Luiz Armando Costa
 
Siqueira Campos completa no próximo sábado 92 anos. Deve ser um dos raros casos da política brasileira (como JK ou Pedro Ludovico) que entrará para história como criador de um Estado e uma cidade. Ainda que JK (com Brasília) não tenha criado o país, nem Ludovico um Estado com Goiânia. Referenciais que impulsionam a biografia de Siqueira a mais além. Conclusão lógica.
 
Siqueira deve, intuo, observar, do seu conservadorismo político, entretanto, com perplexidade, o pensamento obtuso de Bolsonaro na Covid-19 que prega serem os idosos as vítimas do vírus, como de fato o são (não somente eles), mas tratando a questão como destino inexorável que não é. Idosos não precisam morrer de Covid por que são idosos. Siqueira, pelo contrário, criou um programa de atendimento aos idosos.
 
Se alguém pensa diferente, basta colocar-se no plano de uma pessoa que perdeu um pai, mãe, avô para o vírus. Siqueira integra um conservadorismo pensante e, creio, guarda seu isolamento social na crise. Como diz minha mãe, não é “mouquinho da lata”. 
 
Minha mãe que toda eleição era instada a escolher em quem votar na quantidade de políticos que endereçavam-lhe cartões de natal e aniversário: Siqueira Campos. Zé Freire, José de Senna Junior, Coronel Pereira, Jarmund Nasser (eram os mais frequentes) e tantos outros que se misturavam, nos Correios, às suas correspondências com o seu procurador em Goiânia (Rosarito Martins Batista/que descobri depois ser tio da advogada e amiga Angela Marquez) que conseguiu driblar a burocracia para o seu apostilamento como porteira servente no governo de Goiás na década de 60. 
 
Vive hoje de sua aposentadoria no Igeprev, onde orgulha-se ter colocado meu pai, Augusto, como dependente do Plan-Saúde, com que conseguiu, aos 88 anos, tratar-se, com dignidade, de um câncer na garganta.
 
Uma das minhas obrigações quando, apoiado por meu pai, decidi sair de casa para estudar em Goiânia com duas mãos atrás, foi ter com Rosarito, ali num velho prédio de dois pavimentos na confluência das avenidas Araguaia e Anhanguera, em Goiânia.
 
Siqueira defendeu o regime militar ao lado de pessoas com inteligência como Jarbas Passarinho e até onde se conhece o fez em defesa da Amazônia, onde estava (e está) o Tocantins. Não se tem conhecimento de Siqueira defendendo torturas durante a Revolução que Bolsonaro idolatra. Raciocino que, para Siqueira, é possível inferir, o regime militar era só uma etapa de sua tática de movimentos com fim determinado.
 
Nas discussões antecedentes ao protocolo das assinaturas para criação do Estado, o Comitê de Criação (que reuniu as assinaturas necessárias) teve que decidir-se entre Siqueira Campos e José Freire para a empreitada. Como é lógico, aquele escolhido terminaria por obter condições práticas e políticas de ser eleito o primeiro governador. 
 
Optaram por Siqueira que, para eles, seria o mal menor. De outro modo: o Estado teria mais problemas com o José Freire e o MDB. Se a criação do Estado e da Capital receberam (e até hoje as recebe) críticas (na forma) políticas, tudo indica, pelos líderes da época, poderia ser pior, caso não fosse Siqueira o escolhido.
 
Mas retornando a Bolsonaro. Stalin havia sido treinado para padre na Geórgia. Misturando religião com política, os bolcheviques argumentavam que a história se desenvolveria por leis imutáveis que existem por vontade de Deus. 

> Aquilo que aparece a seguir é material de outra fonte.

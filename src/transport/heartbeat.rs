use rand::RngCore as _;
use std::time::Duration;
use tokio::time::MissedTickBehavior;
use crate::codec::PacketEncode;
use crate::codes::msg;
use super::transport::Transport;

/// The keepalive task: whenever `interval` passes without outbound traffic, send an
/// SSH_MSG_IGNORE with a small random payload. The packet goes through the ordinary write path,
/// so a keepalive that lands in the middle of a key exchange is held back naturally.
pub(crate) async fn run(transport: Transport, interval: Duration) {
    log::debug!("heartbeat task started with interval {:?}", interval);
    let closed = transport.inner.close.done();
    tokio::pin!(closed);

    let start = tokio::time::Instant::now() + interval;
    let mut ticker = tokio::time::interval_at(start, interval);
    ticker.set_missed_tick_behavior(MissedTickBehavior::Delay);

    loop {
        tokio::select! {
            _ = &mut closed => {
                log::debug!("heartbeat task finished");
                return
            },
            _ = ticker.tick() => {},
        }

        if transport.last_write_elapsed() < interval {
            continue
        }

        let mut data = [0; 16];
        rand::rngs::OsRng.fill_bytes(&mut data);
        let mut payload = PacketEncode::new();
        payload.put_u8(msg::IGNORE);
        payload.put_bytes(&data);

        if let Err(error) = transport.write(&payload.finish()).await {
            log::debug!("could not send keepalive: {}", error);
            return
        }
        log::trace!("sent keepalive SSH_MSG_IGNORE");
    }
}
// src/domain/mod.rs

//! Immutable project description.
//!
//! - [`resource`], [`worker`] and [`task`] are plain value types supplied by
//!   the caller.
//! - [`project`] validates a flat list of tasks and turns it into an arena
//!   where every task, worker and resource has a stable integer index.

pub mod project;
pub mod resource;
pub mod task;
pub mod worker;

pub use project::{Project, ResourceIdx, TaskIdx, WorkerIdx};
pub use resource::Resource;
pub use task::Task;
pub use worker::Worker;

/// Keep a display symbol only when it is exactly one character.
pub(crate) fn single_symbol(symbol: &str) -> char {
    let mut chars = symbol.chars();
    match (chars.next(), chars.next()) {
        (Some(c), None) => c,
        _ => '*',
    }
}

“Uma dessas leis é a luta de classes, o século XX marca a vitória do proletariado que é conduzido em sua luta pelo Partido Comunista. Stalin, o líder do Partido Comunista, cumpre a lei da história. Em outras palavras, age pela vontade de Deus, portanto é preciso obedecê-lo”. Ou: Stalin era considerado o Cristo, filho de Deus, ainda que comunista.
 
Ditaduras de esquerda e direita tem a mesma potência. De valor invertido. Siqueira não fez nada disso. Ainda que se discorde de seus métodos, meios e formas, não ousou tanto. Mesmo que seu comportamento (político e administrativo) sugerisse ser este um fim. Chega aos 92 anos com biografia limpa e coerente com o que acredita. E que não são os mesmos valores do conservadorismo em curso.